Another is that some important sectors, such as tourism, may take a long while to recover. Another is the disruption to education.
THE RISE IN NON-PERFORMING LOANS
Yet the most important source of “economic long COVID” is likely to be financial distress. Emerging and developing countries do not only have historically high ratios of public debt to GDP.
They also have other symptoms. Among other things, notes the WDR, there have been jumps in arrears of governments in sub-Saharan Africa as well as clear signs of corporate distress.
Yet another is that the small businesses and informal enterprises, on which a huge proportion of the populations of developing countries depend, were forced to close during the pandemic.
The balance sheets of households, nonfinancial businesses, financial businesses, government and foreign creditors are interlinked. These links are always opaque. Yet that is deliberately true this time.
As the WDR notes, “In many countries, the crisis response has included large-scale debt relief measures, such as debt moratoria and freezes on credit reporting.”
Many of these policies are unprecedented. No one knows what will be revealed as forbearance comes to its necessary end. But the combination of declining government support with the scale of outstanding debt is sure to generate jumps in non-performing loans.
The latter will then weaken lending, starting a negative feedback loop with the real economy. What is true within countries, is even truer among them, with the exception that debtors cannot deal with external debt unaided.
THE CHALLENGE AHEAD
The WDR’s core recommendation is to tackle bad debt head-on. As Reinhart says: “The early detection and swift resolution of economic and financial fragilities can make all the difference between an economic recovery that is robust and one that falters — or worse, one that delays recovery altogether."
But governments will then inevitably find that some of the losses will fall on their own weak balance sheets, which will aggravate problems with sovereign debt.
The history of managing needed sovereign debt restructuring is awful. On average, the process has taken some eight years.
In the meantime, the economy and the people suffer. It is in the aggregate interest to resolve unaffordable debt situations quickly and so allow the country to return to growth.
Unfortunately, it is not in everybody’s individual interest to do so. This problem has become worse as the composition of the creditor community has changed, especially with the far bigger roles today of the private sector and China.
In 2019, the former held 59 per cent of the debts of emerging and developing countries and the latter another 5 per cent.
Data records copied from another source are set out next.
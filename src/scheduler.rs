// backuptool/src/scheduler.rs
use std::sync::Arc;
use std::time::Duration;

use crate::backup;
use crate::context::AppContext;
use crate::retention;

const RETENTION_SWEEP_INTERVAL: Duration = Duration::from_secs(24 * 3600);

/// Runs scheduled backups forever. A cycle that produces no records is
/// logged and the loop keeps going; the next cycle starts a full interval
/// after the previous one finished, so slow dumps never overlap themselves.
pub async fn run_backup_loop(ctx: Arc<AppContext>) {
    let interval = ctx.config.dump_interval;
    loop {
        tracing::info!(targets = ctx.config.targets.len(), "starting backup cycle");
        let records = backup::run_all(Arc::clone(&ctx)).await;
        tracing::info!(
            succeeded = records.len(),
            failed = ctx.config.targets.len() - records.len(),
            "backup cycle finished"
        );
        tokio::time::sleep(interval).await;
    }
}

/// Runs retention sweeps forever, on a daily timer independent of the backup
/// cycle.
pub async fn run_retention_loop(ctx: Arc<AppContext>) {
    loop {
        retention::run_sweep(&ctx).await;
        tokio::time::sleep(RETENTION_SWEEP_INTERVAL).await;
    }
}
China held as much as 11 per cent of the debts of low and lower-middle-income countries. Its holdings must at least be made far more transparent than they now are.
WHAT MUST BE DONE
Ideally, we would possess the sovereign debt restructuring mechanism proposed by the IMF two decades ago. In its absence, we will need suasion from international organisations and leading governments.
In the medium term, debt contracts must be made more flexible than they are. As it is now, necessary debt restructurings will be prolonged and messy.
Recovery from the pandemic will be slow in many emerging and developing countries, which lack the medical and financial means to deal with it properly.
In addition, we must now expect higher interest rates in the US and elsewhere. That will almost certainly generate disproportionate increases in risk spreads, as well as capital flow reversals.
The sole piece of good news for many of these countries is high commodity prices.
Leading policymakers need to recognise the risks, especially the financial risks to a truly global recovery. A lost decade for a host of poor countries would be unconscionable. It would also aggravate the threat of social and political instability. They have been warned.